Obieżyświat na ziemi…

Obieżyświat na ziemi obiecanej

Jeszcze do niedawna pozostawał królem własnego, skandynawskiego podwórka. Każda próba wyściubienia nosa poza jego granice kończyła się niepowodzeniem lub – w najlepszym wypadku – poczuciem głębokiego niedosytu. Nie odcisnął swojego piętna na lidze hiszpańskiej, niemiecka elita brutalnie zweryfikowała jego umiejętności, zaś w Szkocji było mu znacznie trudniej niż uprzednio przypuszczał. Dziś ma natomiast na koncie tytuł najlepszego strzelca angielskiej Championship, a na poziomie tamtejszej ekstraklasy skompletował tyle samo hat-tricków, co Dennis Bergkampa czy Cristiano Ronaldo. Kim właściwie jest ten cały Teemu Pukki?

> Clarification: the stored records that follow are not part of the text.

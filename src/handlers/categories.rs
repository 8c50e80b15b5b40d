use axum::extract::{Path, State};
use axum::response::Json;
use serde::Deserialize;

use crate::database::models::CategoryDetail;
use crate::database::repository::categories;
use crate::error::ApiError;
use crate::handlers::validate::{
    check_max_len, ensure_valid, require_non_empty, FieldErrors, CATEGORY_DESCRIPTION_MAX,
    CATEGORY_NAME_MAX,
};
use crate::middleware::{ApiResponse, ApiResult, AuthUser};
use crate::state::AppState;

fn default_is_active() -> bool {
    true
}

#[derive(Debug, Deserialize)]
pub struct CreateCategoryRequest {
    pub name: String,
    pub description: String,
    #[serde(default = "default_is_active")]
    pub is_active: bool,
}

#[derive(Debug, Deserialize)]
pub struct UpdateCategoryRequest {
    pub name: Option<String>,
    pub description: Option<String>,
    pub is_active: Option<bool>,
}

/// GET /categories/ - list all categories. Unlike posts, every category
/// endpoint requires an authenticated caller.
pub async fn list(State(state): State<AppState>, _auth: AuthUser) -> ApiResult<Vec<CategoryDetail>> {
    let categories = categories::list_all(&state.pool).await?;
    Ok(ApiResponse::success(categories))
}

/// GET /categories/:id - get a single category
pub async fn get(
    State(state): State<AppState>,
    _auth: AuthUser,
    Path(id): Path<i64>,
) -> ApiResult<CategoryDetail> {
    let category = categories::get_by_id(&state.pool, id).await?;
    Ok(ApiResponse::success(category))
}

/// POST /categories/ - create a category
pub async fn create(
    State(state): State<AppState>,
    _auth: AuthUser,
    Json(payload): Json<CreateCategoryRequest>,
) -> ApiResult<CategoryDetail> {
    let mut errors = FieldErrors::new();
    require_non_empty(&mut errors, "name", &payload.name);
    check_max_len(&mut errors, "name", &payload.name, CATEGORY_NAME_MAX);
    check_max_len(
        &mut errors,
        "description",
        &payload.description,
        CATEGORY_DESCRIPTION_MAX,
    );
    ensure_valid(errors)?;

    let category = categories::create(
        &state.pool,
        categories::NewCategory {
            name: payload.name,
            description: payload.description,
            is_active: payload.is_active,
        },
    )
    .await?;
    Ok(ApiResponse::created(category))
}

/// PATCH /categories/:id - partial update
pub async fn update(
    State(state): State<AppState>,
    _auth: AuthUser,
    Path(id): Path<i64>,
    Json(payload): Json<UpdateCategoryRequest>,
) -> ApiResult<CategoryDetail> {
    if payload.name.is_none() && payload.description.is_none() && payload.is_active.is_none() {
        return Err(ApiError::bad_request(
            "At least one valid field must be provided for update",
        ));
    }

    let mut errors = FieldErrors::new();
    if let Some(name) = &payload.name {
        check_max_len(&mut errors, "name", name, CATEGORY_NAME_MAX);
    }
    if let Some(description) = &payload.description {
        check_max_len(
            &mut errors,
            "description",
            description,
            CATEGORY_DESCRIPTION_MAX,
        );
    }
    ensure_valid(errors)?;

    let category = categories::update(
        &state.pool,
        id,
        categories::CategoryChanges {
            name: payload.name,
            description: payload.description,
            is_active: payload.is_active,
        },
    )
    .await?;
    Ok(ApiResponse::success(category))
}

/// DELETE /categories/:id - delete a category and its association rows
pub async fn delete(
    State(state): State<AppState>,
    _auth: AuthUser,
    Path(id): Path<i64>,
) -> ApiResult<String> {
    let confirmation = categories::delete(&state.pool, id).await?;
    Ok(ApiResponse::success(confirmation))
}
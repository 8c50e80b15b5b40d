pub mod models;
pub mod pool;
pub mod repository;

use thiserror::Error;

/// Errors surfaced by the access layer. Everything a handler needs to map a
/// store outcome onto a response status lives here.
#[derive(Debug, Error)]
pub enum StoreError {
    #[error("Missing configuration: {0}")]
    ConfigMissing(&'static str),

    #[error("Invalid database URL")]
    InvalidDatabaseUrl,

    #[error("Not found: {0}")]
    NotFound(String),

    #[error("Invalid request: {0}")]
    InvalidRequest(String),

    #[error("Conflict: {0}")]
    Conflict(String),

    #[error(transparent)]
    Sqlx(sqlx::Error),
}

/// Postgres SQLSTATE for unique constraint violations.
const UNIQUE_VIOLATION: &str = "23505";

impl From<sqlx::Error> for StoreError {
    fn from(err: sqlx::Error) -> Self {
        if let sqlx::Error::Database(db_err) = &err {
            if db_err.code().as_deref() == Some(UNIQUE_VIOLATION) {
                return StoreError::Conflict(db_err.message().to_string());
            }
        }
        StoreError::Sqlx(err)
    }
}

– To jeden z moich najlepszych występów w trakcie pobytu w Anglii. Kilka lat temu nawet nie marzyłem o zdobyciu hat-tricka w Premier League – stwierdził po starciu z Newcastle rozemocjonowany Fin. I choć na pierwszy rzut oka – jego słowa mogą zostać odebrane jako świadectwo braku wiary we własne możliwości lub dowód na niskolotne ambicje, pomeczowa wypowiedź doskonale oddaje wyboistość drogi, którą napastnik Kanarków poruszał się przez dwanaście długich sezonów.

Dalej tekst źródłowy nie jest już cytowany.